Rabu, Oktober 31, 2007

Anggaran Panjat Pinang Rp 85 Juta Jadi Tanda Tanya


Jember - Komisi B DPRD Jember mempertanyakan anggaran Rp 85 juta yang digunakan untuk lomba panjat pinang saat rapat dengan Kantor Pariwisata Jember membahas Perubahan APBD 2007, Rabu (31/10/2007).

Komisi B merasa tidak pernah diberitahu mengenai adanya penambahan anggaran untuk kepentingan lomba panjat pinang menyambut Bulan Berkunjung ke Jember (BBJ), dari Rp 6,5 juta menjadi Rp 85 juta dalam perubahan anggaran mendahului Perubahan APBD 2007.

"Kami menyayangkan. Semestinya kami diberitahu sebagai mitra Kantor Pariwisata," kata Rendra Wirawan, anggota Komisi B dari Fraksi Demokrat Amanat Bangsa. Komisi B terkejut, karena anggaran Rp 85 juta itu tiba-tiba muncul di Perubahan APBD 2007.

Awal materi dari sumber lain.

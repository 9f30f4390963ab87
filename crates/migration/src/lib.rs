//! Migrator registering entity-specific migrations in dependency order.
//! Indexes are applied last.
pub use sea_orm_migration::prelude::*;

mod m20241201_000011_create_store;
mod m20241201_000012_create_stylist;
mod m20241201_000013_create_stylist_store;
mod m20241201_000014_create_meta_column;
mod m20241201_000002_add_indexes;

pub struct Migrator;

#[async_trait::async_trait]
impl MigratorTrait for Migrator {
    fn migrations() -> Vec<Box<dyn MigrationTrait>> {
        vec![
            Box::new(m20241201_000011_create_store::Migration),
            Box::new(m20241201_000012_create_stylist::Migration),
            Box::new(m20241201_000013_create_stylist_store::Migration),
            Box::new(m20241201_000014_create_meta_column::Migration),
            // Indexes should always be applied last
            Box::new(m20241201_000002_add_indexes::Migration),
        ]
    }
}
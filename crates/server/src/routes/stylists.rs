use axum::{
    extract::{Path, Query, State},
    Json,
};
use serde::Deserialize;
use serde_json::json;

use models::stylist::{self, NewStylist, StylistPatch};
use service::StylistView;

use crate::errors::JsonApiError;
use crate::routes::{IdsQuery, ServerState};

#[derive(Debug, Deserialize)]
pub struct StoreNameQuery {
    #[serde(rename = "includeStoreName")]
    pub include_store_name: Option<bool>,
}

impl StoreNameQuery {
    fn include(&self) -> bool {
        self.include_store_name.unwrap_or(true)
    }
}

pub async fn create(
    State(state): State<ServerState>,
    Query(q): Query<StoreNameQuery>,
    Json(input): Json<NewStylist>,
) -> Result<Json<StylistView>, JsonApiError> {
    Ok(Json(state.stylists.create_stylist(input, q.include()).await?))
}

pub async fn list(
    State(state): State<ServerState>,
    Query(q): Query<StoreNameQuery>,
) -> Result<Json<Vec<StylistView>>, JsonApiError> {
    Ok(Json(state.stylists.list_stylists(q.include()).await?))
}

pub async fn get_one(
    State(state): State<ServerState>,
    Path(id): Path<i32>,
    Query(q): Query<StoreNameQuery>,
) -> Result<Json<StylistView>, JsonApiError> {
    state
        .stylists
        .get_stylist(id, q.include())
        .await?
        .map(Json)
        .ok_or_else(|| JsonApiError::not_found(format!("stylist {id} not found")))
}

pub async fn update(
    State(state): State<ServerState>,
    Path(id): Path<i32>,
    Query(q): Query<StoreNameQuery>,
    Json(patch): Json<StylistPatch>,
) -> Result<Json<StylistView>, JsonApiError> {
    Ok(Json(state.stylists.update_stylist(id, patch, q.include()).await?))
}

pub async fn trash(
    State(state): State<ServerState>,
    Path(id): Path<i32>,
) -> Result<Json<stylist::Model>, JsonApiError> {
    Ok(Json(state.stylists.trash_stylist(id).await?))
}

pub async fn trash_many(
    State(state): State<ServerState>,
    Query(q): Query<IdsQuery>,
) -> Result<Json<serde_json::Value>, JsonApiError> {
    let ids = q.parse()?;
    let count = state.stylists.trash_stylists(&ids).await?;
    Ok(Json(json!({ "count": count })))
}

pub async fn restore(
    State(state): State<ServerState>,
    Query(q): Query<IdsQuery>,
) -> Result<Json<serde_json::Value>, JsonApiError> {
    let ids = q.parse()?;
    let count = state.stylists.restore_stylists(&ids).await?;
    Ok(Json(json!({ "count": count })))
}

pub async fn search(
    State(state): State<ServerState>,
    Path(name_like): Path<String>,
) -> Result<Json<Vec<stylist::Model>>, JsonApiError> {
    Ok(Json(state.stylists.search_stylists_by_name(&name_like).await?))
}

Sementara, Hawari Hamim dari Fraksi Kebangkitan Bangsa menegaskan, seharusnya ada komunikasi dengan DPRD lebih dulu dalam hal penambahan anggaran itu. "Di samping itu, kami juga mempertanyakan validitas regulasi yang digunakan," katanya.

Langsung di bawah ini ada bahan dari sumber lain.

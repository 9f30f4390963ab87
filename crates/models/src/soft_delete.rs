//! Entities carrying a nullable `deleted_at` marker.
//!
//! The service layer builds its visible-only repository on top of this trait;
//! entities only describe which columns hold the identifier and the markers.
use sea_orm::EntityTrait;

pub trait SoftDelete: EntityTrait {
    /// Entity name used in error messages and logs.
    const LABEL: &'static str;

    fn id_column() -> Self::Column;

    fn deleted_at_column() -> Self::Column;

    fn updated_at_column() -> Self::Column;

    fn id_of(model: &Self::Model) -> i32;
}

Saat ditanyakan ke Kantor Pariwisata, Komisi B memperoleh jawaban bahwasanya penambahan itu sudah mendapat izin dari Bupati Jember. "Kami akhirnya bisa menerima. Kalau seizin bupati, maka yang tanggungjawab ya bupati, bukan kami," kata Rendra.

Lomba panjat 100 pohon pinang dalam rangka BBJ digelar di alun-alun Jember. Lomba ini diikuti ratusan orang dan menjadi daya tarik tersendiri dalam acara BBJ beberapa bulan lalu. (http://www.beritajatim.com/)

Senin, Oktober 15, 2007

Produktivitas Legislasi Rendah

JEMBER - Produktivitas DPRD Jember periode 2004 - 2009 di bidang legislasi terbilang masih rendah. Produktivitas anggota DPRD periode 1999 - 2004 dalam menelurkan peraturan daerah (perda), jauh lebih tinggi dari anggota dewan hasil Pemilu 2004.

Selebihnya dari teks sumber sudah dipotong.